The firewall must allow both. Allowing only SIP will result in calls that connect but carry no audio. Allowing only RTP achieves nothing, because the call never establishes.
💡 Pull quote: “The single most common VoIP misconfiguration on Sophos XG is allowing SIP but blocking RTP — calls appear to connect, but both parties hear silence.”
Additionally, NAT must be handled correctly. When a SIP phone behind NAT sends a REGISTER or INVITE, it embeds its private IP address in the SIP headers. If the firewall rewrites the outer IP packet but leaves the private IP in the SIP body, the remote server tries to send audio back to an unreachable address. This is where SIP ALG is supposed to help — and where it usually makes things worse.

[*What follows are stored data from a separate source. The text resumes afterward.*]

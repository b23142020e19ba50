//! Allocator configuration parameters.

use std::str::FromStr;

use crate::error::ConfigError;

/// How much bookkeeping the allocator keeps for introspection.
#[derive(Clone, Copy, Debug, Default, PartialEq, Eq)]
pub enum Tracking {
    /// Lock-free counters only (live blocks, live bytes, peak, failures).
    /// Introspection cannot list individual blocks.
    #[default]
    Counters,
    /// Counters plus a registry of every live block, guarded by a single
    /// allocator-wide mutex taken on allocate, resize and destroy.
    Blocks,
}

impl FromStr for Tracking {
    type Err = ();

    fn from_str(s: &str) -> Result<Self, Self::Err> {
        match s.trim().to_ascii_lowercase().as_str() {
            "counters" => Ok(Self::Counters),
            "blocks" => Ok(Self::Blocks),
            _ => Err(()),
        }
    }
}

/// Configuration for an [`Allocator`](crate::Allocator).
///
/// Validated at construction. The threshold can later be changed at runtime
/// with [`Allocator::set_threshold`](crate::Allocator::set_threshold); the
/// other fields are fixed for the allocator's lifetime.
#[derive(Clone, Debug, PartialEq, Eq)]
pub struct MemConfig {
    /// Introspection bookkeeping level.
    ///
    /// Default: [`Tracking::Counters`].
    pub tracking: Tracking,

    /// Upper bound on live payload bytes, or `None` for no bound.
    ///
    /// An allocate or resize that would push live bytes past the bound
    /// fails with `OutOfMemory`. `Some(0)` is rejected.
    pub threshold: Option<usize>,

    /// Whether bytes added by a growing resize are zeroed.
    ///
    /// Default: `false`, leaving them unspecified.
    pub zero_on_grow: bool,
}

impl MemConfig {
    /// Default tracking level.
    pub const DEFAULT_TRACKING: Tracking = Tracking::Counters;

    /// Default growth behaviour for resize.
    pub const DEFAULT_ZERO_ON_GROW: bool = false;

    /// Environment variable selecting [`Tracking`] (`counters` or `blocks`).
    pub const ENV_TRACKING: &'static str = "REMEM_TRACKING";

    /// Environment variable holding the live-byte threshold.
    pub const ENV_THRESHOLD: &'static str = "REMEM_THRESHOLD";

    /// Environment variable toggling zero-on-grow (`0`, `1`, `true`, `false`).
    pub const ENV_ZERO_ON_GROW: &'static str = "REMEM_ZERO_ON_GROW";

    /// Create a config with default values.
    pub fn new() -> Self {
        Self {
            tracking: Self::DEFAULT_TRACKING,
            threshold: None,
            zero_on_grow: Self::DEFAULT_ZERO_ON_GROW,
        }
    }

    /// Check the config for values the allocator cannot honour.
    pub fn validate(&self) -> Result<(), ConfigError> {
        if self.threshold == Some(0) {
            return Err(ConfigError::InvalidThreshold);
        }
        Ok(())
    }

    /// Build a config from `REMEM_*` environment variables.
    ///
    /// Unset variables keep their defaults.
    pub fn from_env() -> Result<Self, ConfigError> {
        Self::from_lookup(|var| std::env::var(var).ok())
    }

    /// Build a config from an arbitrary variable lookup.
    ///
    /// Same rules as [`from_env`](Self::from_env), without touching the
    /// process environment.
    pub fn from_lookup(lookup: impl Fn(&str) -> Option<String>) -> Result<Self, ConfigError> {
        let mut config = Self::new();

        if let Some(value) = lookup(Self::ENV_TRACKING) {
            config.tracking = value.parse().map_err(|()| ConfigError::InvalidEnv {
                var: Self::ENV_TRACKING,
                value: value.clone(),
            })?;
        }

        if let Some(value) = lookup(Self::ENV_THRESHOLD) {
            let bytes = value
                .trim()
                .parse::<usize>()
                .map_err(|_| ConfigError::InvalidEnv {
                    var: Self::ENV_THRESHOLD,
                    value: value.clone(),
                })?;
            config.threshold = Some(bytes);
        }

        if let Some(value) = lookup(Self::ENV_ZERO_ON_GROW) {
            config.zero_on_grow = parse_flag(&value).ok_or_else(|| ConfigError::InvalidEnv {
                var: Self::ENV_ZERO_ON_GROW,
                value: value.clone(),
            })?;
        }

        config.validate()?;
        Ok(config)
    }
}

impl Default for MemConfig {
    fn default() -> Self {
        Self::new()
    }
}

fn parse_flag(value: &str) -> Option<bool> {
    match value.trim().to_ascii_lowercase().as_str() {
        "1" | "true" | "yes" | "on" => Some(true),
        "0" | "false" | "no" | "off" => Some(false),
        _ => None,
    }
}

For a deeper look at how VoIP traffic behaves as it crosses firewall boundaries, see this guide on how VoIP communication works over firewalls.
Step 1: Disable the SIP Helper Module (SIP ALG)

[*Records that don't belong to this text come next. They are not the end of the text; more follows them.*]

//! The process-wide allocator.
//!
//! Initialised on first use, from [`MemConfig::from_env`] unless
//! [`configure_global`] installed a config first. It lives until process
//! exit; blocks still live at exit are reported by
//! [`Allocator::debug`] but never freed.

use std::sync::OnceLock;

use crate::allocator::Allocator;
use crate::config::MemConfig;
use crate::error::ConfigError;
use crate::heap::SystemHeap;

static GLOBAL: OnceLock<Allocator<SystemHeap>> = OnceLock::new();

/// The process-wide allocator, initialising it if needed.
///
/// An invalid `REMEM_*` environment falls back to the default config with
/// a warning.
pub fn global() -> &'static Allocator<SystemHeap> {
    GLOBAL.get_or_init(|| {
        let config = MemConfig::from_env().unwrap_or_else(|e| {
            tracing::warn!(error = %e, "ignoring invalid remem environment config");
            MemConfig::default()
        });
        tracing::debug!(?config, "initialising global allocator");
        Allocator::from_valid(SystemHeap, config)
    })
}

/// Install `config` for the process-wide allocator.
///
/// Must run before the first call to [`global`]; afterwards it returns
/// [`ConfigError::AlreadyInitialized`] and leaves the existing allocator
/// alone.
pub fn configure_global(config: MemConfig) -> Result<&'static Allocator<SystemHeap>, ConfigError> {
    config.validate()?;
    let mut installed = false;
    let allocator = GLOBAL.get_or_init(|| {
        installed = true;
        tracing::debug!(?config, "initialising global allocator");
        Allocator::from_valid(SystemHeap, config)
    });
    if installed {
        Ok(allocator)
    } else {
        Err(ConfigError::AlreadyInitialized)
    }
}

This is the first thing to do before creating any rules. The SIP ALG (called the “SIP system module” in Sophos) attempts to rewrite SIP headers to fix NAT traversal. In practice, it corrupts headers for most modern cloud VoIP providers that already handle NAT natively.
To disable via CLI (all SFOS versions including v18, v19, v20, v21):
<code class="language-bash"># SSH into your Sophos firewall, then enter the console:
system system_modules show
# Look for "sip" in the output — if it shows "loaded", disable it:
system system_modules sip unload
</code>
This change persists across reboots. You do not need to re-run it after firmware updates in most cases, but verify after any major SFOS upgrade.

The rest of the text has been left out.